However, if the secured party misses the window, the lien creditor will
take first place and the secured party will remain subordinated.
Also under section 9-317, lessees of goods and licensees of intangible collateral are not subject to security interests, so a car renter would not be subject to repossession during the period of the rental. This assumes that the lessee gave value, did not have knowledge of the encumbrance and leased or licensed before perfection. This is comparable to the “buyer in the ordinary” course rule.
Bankruptcy Trustee
Section
9-317 also controls the priority between an Article 9 secured party and a
bankruptcy trustee, who is defined as a lien creditor.[16] When a person or entity files for bankruptcy
protection, the trustee’s job is to marshal all of the remaining assets- known
as the estate- as well as to evaluate the creditors’ claims. When a secured party has perfected well in
advance of the bankruptcy filing, it will generally be able to recover its
collateral in due course through the bankruptcy proceedings. Creditors who have lesser statuses, including
secured but unperfected or unsecured, will often not fare as well. Unsecured creditors rarely receive much, if
anything, in bankruptcy proceedings and may expend time and effort preserving
claims that are wholly discharged.
Some
of the other bankruptcy rules are also of importance to secured parties. As soon as a bankruptcy filing is made in the
Bankruptcy Court where the debtor resides or operates, an automatic stay takes
effect. This means that all creditors,
secured and unsecured, must cease all collection activity on debts that arose
prior to the filing. Collection activity broadly covers repossessions and
lawsuits as well as collection letters and phone calls and even efforts to
perfect. The trustee manages the process
entirely and individual creditors are not permitted to exercise their legal and
contractual rights without seeking relief from the stay, which is a court order
permitting them to proceed with a particular collection activity (and is not
easily available).
There is also a window of time called the preference period. It usually covers the 90 days immediately preceding the bankruptcy filing and gives a retroactive window in which the trustee can scrutinize the debtor’s transactions. The window is even longer for “insider” transactions involving principals and affiliates of the debtor. If the trustee finds that the debtor showed favoritism, or demonstrated a preference, toward one or more of its creditors without a good reason to do so, the trustee can undo the relevant transactions. Secured parties who attached or perfected during the preference period may be susceptible to the trustee reversing those efforts, thereby subordinating their statuses.
Proceeds
The
disposition of collateral often results in proceeds, which means the
money received from the sale of the collateral.

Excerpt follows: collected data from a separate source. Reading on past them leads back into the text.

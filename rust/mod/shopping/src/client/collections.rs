//! Path layout and merge rules for the client-side collections.
//!
//! Rows live in a [`StateStore`] under:
//! - `lists/{list_id}` — the list row
//! - `lists/{list_id}/categories/{category_id}/items/{item_id}` — item rows,
//!   grouped the way the screens render them
//! - `categories/{category_id}` — catalog rows

use grocer_flux::StateStore;

use crate::events::{Change, ChangeKind};
use crate::model::{Item, List};

pub fn list_path(list_id: i64) -> String {
    format!("lists/{list_id}")
}

pub fn item_path(item: &Item) -> String {
    format!(
        "lists/{}/categories/{}/items/{}",
        item.list_id, item.category_id, item.id
    )
}

pub fn category_path(category_id: i64) -> String {
    format!("categories/{category_id}")
}

/// Merge one row-level change into the collections.
///
/// - Insert: place the row into its grouping.
/// - Update: replace the row by id (moving groupings when its keys changed).
/// - Delete: remove the row by id from any grouping it appears in.
pub fn apply_change(store: &StateStore, change: &Change) {
    match change {
        Change::List { kind, row } => match kind {
            ChangeKind::Insert | ChangeKind::Update => {
                store.set(&list_path(row.id), row.clone());
            }
            ChangeKind::Delete => {
                store.remove_tree(&list_path(row.id));
            }
        },
        Change::Item { kind, row } => match kind {
            ChangeKind::Insert => {
                store.set(&item_path(row), row.clone());
            }
            ChangeKind::Update => {
                // The grouping keys may have changed; clear any old spot
                // before writing the new one.
                remove_item_everywhere(store, row.id);
                store.set(&item_path(row), row.clone());
            }
            ChangeKind::Delete => {
                remove_item_everywhere(store, row.id);
            }
        },
        Change::Category { kind, row } => match kind {
            ChangeKind::Insert | ChangeKind::Update => {
                store.set(&category_path(row.id), row.clone());
            }
            ChangeKind::Delete => {
                store.remove(&category_path(row.id));
            }
        },
    }
}

/// Find an item row anywhere in the collections by id.
pub fn find_item(store: &StateStore, item_id: i64) -> Option<Item> {
    let suffix = format!("/items/{item_id}");
    for path in store.paths() {
        if path.ends_with(&suffix) {
            if let Some(item) = store
                .get(&path)
                .and_then(|v| v.downcast_ref::<Item>().cloned())
            {
                return Some(item);
            }
        }
    }
    None
}

/// Remove an item row by id from every grouping it appears in.
pub fn remove_item_everywhere(store: &StateStore, item_id: i64) {
    let suffix = format!("/items/{item_id}");
    for path in store.paths() {
        if path.ends_with(&suffix) {
            store.remove(&path);
        }
    }
}

/// All list rows, ordered by id.
pub fn lists(store: &StateStore) -> Vec<List> {
    let mut lists: Vec<List> = store
        .scan("lists")
        .into_iter()
        .filter(|(path, _)| path.matches('/').count() == 1)
        .filter_map(|(_, value)| value.downcast_ref::<List>().cloned())
        .collect();
    lists.sort_by_key(|l| l.id);
    lists
}

/// Items of one grouping, sorted by name ascending — the display order.
pub fn items_in(store: &StateStore, list_id: i64, category_id: i64) -> Vec<Item> {
    let prefix = format!("lists/{list_id}/categories/{category_id}/items");
    let mut items: Vec<Item> = store
        .scan(&prefix)
        .into_iter()
        .filter_map(|(_, value)| value.downcast_ref::<Item>().cloned())
        .collect();
    items.sort_by(|a, b| a.name.cmp(&b.name).then(a.id.cmp(&b.id)));
    items
}
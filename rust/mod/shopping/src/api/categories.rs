use axum::{
    extract::{Path, State},
    http::StatusCode,
    routing::get,
    Json, Router,
};

use crate::model::Category;
use super::{body_str, created_json, no_content, ok_json, parse_id, ApiError, AppState};

pub fn routes() -> Router<AppState> {
    Router::new()
        .route("/categories", get(list_all).post(create))
        .route("/categories/{id}", axum::routing::delete(remove))
}

async fn list_all(State(svc): State<AppState>) -> Result<Json<Vec<Category>>, ApiError> {
    ok_json(svc.list_categories())
}

async fn create(
    State(svc): State<AppState>,
    Json(body): Json<serde_json::Value>,
) -> Result<(StatusCode, Json<Category>), ApiError> {
    let name = body_str(&body, "name").unwrap_or_default();
    let icon_name = body_str(&body, "iconName");
    created_json(svc.create_category(&name, icon_name.as_deref()))
}

async fn remove(
    State(svc): State<AppState>,
    Path(id): Path<String>,
) -> Result<StatusCode, ApiError> {
    let id = parse_id(&id, "id")?;
    no_content(svc.delete_category(id))
}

Proceeds are “whatever is acquired upon the sale, lease, license,
exchange, or other disposition of collateral” as well as insurance payments
arising from any casualty loss of encumbered property.[17] These concepts have been construed broadly by
the courts, covering even settlements that included, in one case, punitive
damages and labor expenses for injuries to cows who were electrocuted when the
cows were collateral farm products.[18]
Security
interests in collateral immediately attach to identifiable proceeds generated
by its sale. A visual way of approaching
this idea is that a security interest is a single line or track from the time
it is created. Upon sale of the
collateral, it breaks into two, with the security interest following both the
collateral and the sale proceeds. Even if the interest in the collateral itself
is severed (such as if the buyer is a buyer in the ordinary course), the
security interest in the proceeds of the sale keeps running.[19] However, the proceeds
must be “identifiable” as being from the sale, thus placing a burden on the
secured party to keep track of its collateral’s fate and movement and the
debtor’s business.
Historically,
secured parties used physical lock boxes to secure the cash realized on sales
of inventory collateral. Armored cars
would collect the funds and ensure that they were properly deposited to service
the debt and subject to the security interest.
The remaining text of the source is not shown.